■ Work task: Would you set down the complete data below, exactly as shown?

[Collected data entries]
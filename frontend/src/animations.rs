//! Entrance animation parameters.
//!
//! Every animated element has a hidden pose and rests at [`Pose::VISIBLE`].
//! Styles use the individual `translate`/`scale`/`rotate` properties so the
//! hover rules in the stylesheet, which use `transform`, compose with them.

#[derive(Clone, Copy, Debug, PartialEq)]
pub enum Ease {
    EaseOut,
    Spring,
}

impl Ease {
    pub fn css(self) -> &'static str {
        match self {
            Ease::EaseOut => "ease-out",
            Ease::Spring => "cubic-bezier(0.34, 1.56, 0.64, 1)",
        }
    }
}

#[derive(Clone, Copy, Debug, PartialEq)]
pub enum Direction {
    Up,
    Down,
    Left,
    Right,
}

#[derive(Clone, Copy, Debug, PartialEq)]
pub struct Pose {
    pub opacity: f64,
    pub x: f64,
    pub y: f64,
    pub scale: f64,
    pub rotate: f64,
}

impl Pose {
    pub const VISIBLE: Pose = Pose {
        opacity: 1.0,
        x: 0.0,
        y: 0.0,
        scale: 1.0,
        rotate: 0.0,
    };

    pub const HIDDEN: Pose = Pose {
        opacity: 0.0,
        ..Pose::VISIBLE
    };

    pub const fn offset(x: f64, y: f64) -> Pose {
        Pose {
            x,
            y,
            ..Pose::HIDDEN
        }
    }

    pub const fn with_scale(self, scale: f64) -> Pose {
        Pose { scale, ..self }
    }

    pub const fn with_rotate(self, rotate: f64) -> Pose {
        Pose { rotate, ..self }
    }

    pub const fn with_opacity(self, opacity: f64) -> Pose {
        Pose { opacity, ..self }
    }

    pub fn css(&self) -> String {
        format!(
            "opacity: {}; translate: {}px {}px; scale: {}; rotate: {}deg;",
            self.opacity, self.x, self.y, self.scale, self.rotate
        )
    }
}

#[derive(Clone, Copy, Debug, PartialEq)]
pub struct Transition {
    /// Seconds.
    pub duration: f64,
    /// Seconds.
    pub delay: f64,
    pub ease: Ease,
}

impl Transition {
    pub const fn new(duration: f64, delay: f64, ease: Ease) -> Self {
        Self {
            duration,
            delay,
            ease,
        }
    }

    pub const fn delayed(self, delay: f64) -> Self {
        Self { delay, ..self }
    }

    /// `transition` value for the given CSS properties.
    pub fn css(&self, properties: &[&str]) -> String {
        properties
            .iter()
            .map(|property| {
                format!(
                    "{} {}s {} {}s",
                    property,
                    self.duration,
                    self.ease.css(),
                    self.delay
                )
            })
            .collect::<Vec<_>>()
            .join(", ")
    }
}

/// An element that moves from `hidden` to the visible pose once its
/// section is in view.
#[derive(Clone, Copy, Debug, PartialEq)]
pub struct Reveal {
    pub hidden: Pose,
    pub transition: Transition,
}

const POSE_PROPERTIES: &[&str] = &["opacity", "translate", "scale", "rotate"];

impl Reveal {
    pub const fn new(hidden: Pose, transition: Transition) -> Self {
        Self { hidden, transition }
    }

    pub const fn delayed(self, delay: f64) -> Self {
        Self {
            transition: self.transition.delayed(delay),
            ..self
        }
    }

    pub fn style(&self, shown: bool) -> String {
        let pose = if shown { Pose::VISIBLE } else { self.hidden };
        format!(
            "{} transition: {};",
            pose.css(),
            self.transition.css(POSE_PROPERTIES)
        )
    }
}

pub const FADE_DISTANCE: f64 = 40.0;

/// Slide in from `direction` while fading in. 0.6s ease-out.
pub fn fade_in(direction: Direction, delay: f64) -> Reveal {
    let hidden = match direction {
        Direction::Up => Pose::offset(0.0, FADE_DISTANCE),
        Direction::Down => Pose::offset(0.0, -FADE_DISTANCE),
        Direction::Left => Pose::offset(FADE_DISTANCE, 0.0),
        Direction::Right => Pose::offset(-FADE_DISTANCE, 0.0),
    };
    Reveal::new(hidden, Transition::new(0.6, delay, Ease::EaseOut))
}

pub fn scale_in(delay: f64) -> Reveal {
    Reveal::new(
        Pose::HIDDEN.with_scale(0.8),
        Transition::new(0.6, delay, Ease::EaseOut),
    )
}

/// Small vertical slide, the default for section headings.
pub fn rise(distance: f64, duration: f64, delay: f64) -> Reveal {
    Reveal::new(
        Pose::offset(0.0, distance),
        Transition::new(duration, delay, Ease::EaseOut),
    )
}

pub fn slide(x: f64, duration: f64, delay: f64) -> Reveal {
    Reveal::new(
        Pose::offset(x, 0.0),
        Transition::new(duration, delay, Ease::EaseOut),
    )
}

/// Children of a container appear one after another.
#[derive(Clone, Copy, Debug, PartialEq)]
pub struct Stagger {
    pub step: f64,
    pub delay_children: f64,
}

pub const fn stagger(step: f64, delay_children: f64) -> Stagger {
    Stagger {
        step,
        delay_children,
    }
}

impl Stagger {
    pub fn delay_for(&self, index: usize) -> f64 {
        self.delay_children + self.step * index as f64
    }

    pub fn apply(&self, base: Reveal, index: usize) -> Reveal {
        base.delayed(self.delay_for(index))
    }
}

/// Inline style for the accent bar under section headings.
pub fn underline_style(shown: bool) -> String {
    format!(
        "width: {}px; transition: {};",
        if shown { 80 } else { 0 },
        Transition::new(0.8, 0.2, Ease::EaseOut).css(&["width"])
    )
}

#[cfg(test)]
mod tests {
    use super::*;

    #[test]
    fn fade_in_starts_forty_pixels_away() {
        assert_eq!(fade_in(Direction::Up, 0.0).hidden, Pose::offset(0.0, 40.0));
        assert_eq!(fade_in(Direction::Down, 0.0).hidden, Pose::offset(0.0, -40.0));
        assert_eq!(fade_in(Direction::Left, 0.0).hidden, Pose::offset(40.0, 0.0));
        assert_eq!(fade_in(Direction::Right, 0.0).hidden, Pose::offset(-40.0, 0.0));
        assert_eq!(fade_in(Direction::Up, 0.3).transition.delay, 0.3);
        assert_eq!(fade_in(Direction::Up, 0.0).transition.duration, 0.6);
    }

    #[test]
    fn hidden_and_visible_styles() {
        let reveal = scale_in(0.2);
        let hidden = reveal.style(false);
        assert!(hidden.starts_with("opacity: 0; translate: 0px 0px; scale: 0.8;"));
        let shown = reveal.style(true);
        assert!(shown.starts_with("opacity: 1; translate: 0px 0px; scale: 1; rotate: 0deg;"));
        assert!(shown.contains("opacity 0.6s ease-out 0.2s"));
        assert!(shown.contains("rotate 0.6s ease-out 0.2s"));
    }

    #[test]
    fn stagger_offsets_each_child() {
        let s = stagger(0.3, 0.3);
        assert_eq!(s.delay_for(0), 0.3);
        assert!((s.delay_for(2) - 0.9).abs() < 1e-9);
        let child = s.apply(rise(50.0, 0.5, 0.0), 1);
        assert!((child.transition.delay - 0.6).abs() < 1e-9);
    }

    #[test]
    fn spring_overshoots_before_settling() {
        assert_eq!(Ease::EaseOut.css(), "ease-out");
        let spring = Transition::new(0.5, 0.0, Ease::Spring).css(&["scale"]);
        assert_eq!(spring, "scale 0.5s cubic-bezier(0.34, 1.56, 0.64, 1) 0s");
    }

    #[test]
    fn underline_grows_to_eighty_pixels() {
        assert!(underline_style(false).starts_with("width: 0px;"));
        assert!(underline_style(true).starts_with("width: 80px;"));
    }
}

■ Answer for this exercise:
filename frontend/src/animations.rs
//! Entrance animation parameters.
//!
//! Every animated element has a hidden pose and rests at [`Pose::VISIBLE`].
//! Styles use the individual `translate`/`scale`/`rotate` properties so the
//! hover rules in the stylesheet, which use `transform`, compose with them.

#[derive(Clone, Copy, Debug, PartialEq)]
pub enum Ease {
    EaseOut,
    Spring,
}

impl Ease {
    pub fn css(self) -> &'static str {
        match self {
            Ease::EaseOut => "ease-out",
            Ease::Spring => "cubic-bezier(0.34, 1.56, 0.64, 1)",
        }
    }
}

#[derive(Clone, Copy, Debug, PartialEq)]
pub enum Direction {
    Up,
    Down,
    Left,
    Right,
}

#[derive(Clone, Copy, Debug, PartialEq)]
pub struct Pose {
    pub opacity: f64,
    pub x: f64,
    pub y: f64,
    pub scale: f64,
    pub rotate: f64,
}

impl Pose {
    pub const VISIBLE: Pose = Pose {
        opacity: 1.0,
        x: 0.0,
        y: 0.0,
        scale: 1.0,
        rotate: 0.0,
    };

    pub const HIDDEN: Pose = Pose {
        opacity: 0.0,
        ..Pose::VISIBLE
    };

    pub const fn offset(x: f64, y: f64) -> Pose {
        Pose {
            x,
            y,
            ..Pose::HIDDEN
        }
    }

    pub const fn with_scale(self, scale: f64) -> Pose {
        Pose { scale, ..self }
    }

    pub const fn with_rotate(self, rotate: f64) -> Pose {
        Pose { rotate, ..self }
    }

    pub const fn with_opacity(self, opacity: f64) -> Pose {
        Pose { opacity, ..self }
    }

    pub fn css(&self) -> String {
        format!(
            "opacity: {}; translate: {}px {}px; scale: {}; rotate: {}deg;",
            self.opacity, self.x, self.y, self.scale, self.rotate
        )
    }
}

#[derive(Clone, Copy, Debug, PartialEq)]
pub struct Transition {
    /// Seconds.
    pub duration: f64,
    /// Seconds.
    pub delay: f64,
    pub ease: Ease,
}

impl Transition {
    pub const fn new(duration: f64, delay: f64, ease: Ease) -> Self {
        Self {
            duration,
            delay,
            ease,
        }
    }

    pub const fn delayed(self, delay: f64) -> Self {
        Self { delay, ..self }
    }

    /// `transition` value for the given CSS properties.
    pub fn css(&self, properties: &[&str]) -> String {
        properties
            .iter()
            .map(|property| {
                format!(
                    "{} {}s {} {}s",
                    property,
                    self.duration,
                    self.ease.css(),
                    self.delay
                )
            })
            .collect::<Vec<_>>()
            .join(", ")
    }
}

/// An element that moves from `hidden` to the visible pose once its
/// section is in view.
#[derive(Clone, Copy, Debug, PartialEq)]
pub struct Reveal {
    pub hidden: Pose,
    pub transition: Transition,
}

const POSE_PROPERTIES: &[&str] = &["opacity", "translate", "scale", "rotate"];

impl Reveal {
    pub const fn new(hidden: Pose, transition: Transition) -> Self {
        Self { hidden, transition }
    }

    pub const fn delayed(self, delay: f64) -> Self {
        Self {
            transition: self.transition.delayed(delay),
            ..self
        }
    }

    pub fn style(&self, shown: bool) -> String {
        let pose = if shown { Pose::VISIBLE } else { self.hidden };
        format!(
            "{} transition: {};",
            pose.css(),
            self.transition.css(POSE_PROPERTIES)
        )
    }
}

pub const FADE_DISTANCE: f64 = 40.0;

/// Slide in from `direction` while fading in. 0.6s ease-out.
pub fn fade_in(direction: Direction, delay: f64) -> Reveal {
    let hidden = match direction {
        Direction::Up => Pose::offset(0.0, FADE_DISTANCE),
        Direction::Down => Pose::offset(0.0, -FADE_DISTANCE),
        Direction::Left => Pose::offset(FADE_DISTANCE, 0.0),
        Direction::Right => Pose::offset(-FADE_DISTANCE, 0.0),
    };
    Reveal::new(hidden, Transition::new(0.6, delay, Ease::EaseOut))
}

pub fn scale_in(delay: f64) -> Reveal {
    Reveal::new(
        Pose::HIDDEN.with_scale(0.8),
        Transition::new(0.6, delay, Ease::EaseOut),
    )
}

/// Small vertical slide, the default for section headings.
pub fn rise(distance: f64, duration: f64, delay: f64) -> Reveal {
    Reveal::new(
        Pose::offset(0.0, distance),
        Transition::new(duration, delay, Ease::EaseOut),
    )
}

pub fn slide(x: f64, duration: f64, delay: f64) -> Reveal {
    Reveal::new(
        Pose::offset(x, 0.0),
        Transition::new(duration, delay, Ease::EaseOut),
    )
}

/// Children of a container appear one after another.
#[derive(Clone, Copy, Debug, PartialEq)]
pub struct Stagger {
    pub step: f64,
    pub delay_children: f64,
}

pub const fn stagger(step: f64, delay_children: f64) -> Stagger {
    Stagger {
        step,
        delay_children,
    }
}

impl Stagger {
    pub fn delay_for(&self, index: usize) -> f64 {
        self.delay_children + self.step * index as f64
    }

    pub fn apply(&self, base: Reveal, index: usize) -> Reveal {
        base.delayed(self.delay_for(index))
    }
}

/// Inline style for the accent bar under section headings.
pub fn underline_style(shown: bool) -> String {
    format!(
        "width: {}px; transition: {};",
        if shown { 80 } else { 0 },
        Transition::new(0.8, 0.2, Ease::EaseOut).css(&["width"])
    )
}

#[cfg(test)]
mod tests {
    use super::*;

    #[test]
    fn fade_in_starts_forty_pixels_away() {
        assert_eq!(fade_in(Direction::Up, 0.0).hidden, Pose::offset(0.0, 40.0));
        assert_eq!(fade_in(Direction::Down, 0.0).hidden, Pose::offset(0.0, -40.0));
        assert_eq!(fade_in(Direction::Left, 0.0).hidden, Pose::offset(40.0, 0.0));
        assert_eq!(fade_in(Direction::Right, 0.0).hidden, Pose::offset(-40.0, 0.0));
        assert_eq!(fade_in(Direction::Up, 0.3).transition.delay, 0.3);
        assert_eq!(fade_in(Direction::Up, 0.0).transition.duration, 0.6);
    }

    #[test]
    fn hidden_and_visible_styles() {
        let reveal = scale_in(0.2);
        let hidden = reveal.style(false);
        assert!(hidden.starts_with("opacity: 0; translate: 0px 0px; scale: 0.8;"));
        let shown = reveal.style(true);
        assert!(shown.starts_with("opacity: 1; translate: 0px 0px; scale: 1; rotate: 0deg;"));
        assert!(shown.contains("opacity 0.6s ease-out 0.2s"));
        assert!(shown.contains("rotate 0.6s ease-out 0.2s"));
    }

    #[test]
    fn stagger_offsets_each_child() {
        let s = stagger(0.3, 0.3);
        assert_eq!(s.delay_for(0), 0.3);
        assert!((s.delay_for(2) - 0.9).abs() < 1e-9);
        let child = s.apply(rise(50.0, 0.5, 0.0), 1);
        assert!((child.transition.delay - 0.6).abs() < 1e-9);
    }

    #[test]
    fn spring_overshoots_before_settling() {
        assert_eq!(Ease::EaseOut.css(), "ease-out");
        let spring = Transition::new(0.5, 0.0, Ease::Spring).css(&["scale"]);
        assert_eq!(spring, "scale 0.5s cubic-bezier(0.34, 1.56, 0.64, 1) 0s");
    }

    #[test]
    fn underline_grows_to_eighty_pixels() {
        assert!(underline_style(false).starts_with("width: 0px;"));
        assert!(underline_style(true).starts_with("width: 80px;"));
    }
}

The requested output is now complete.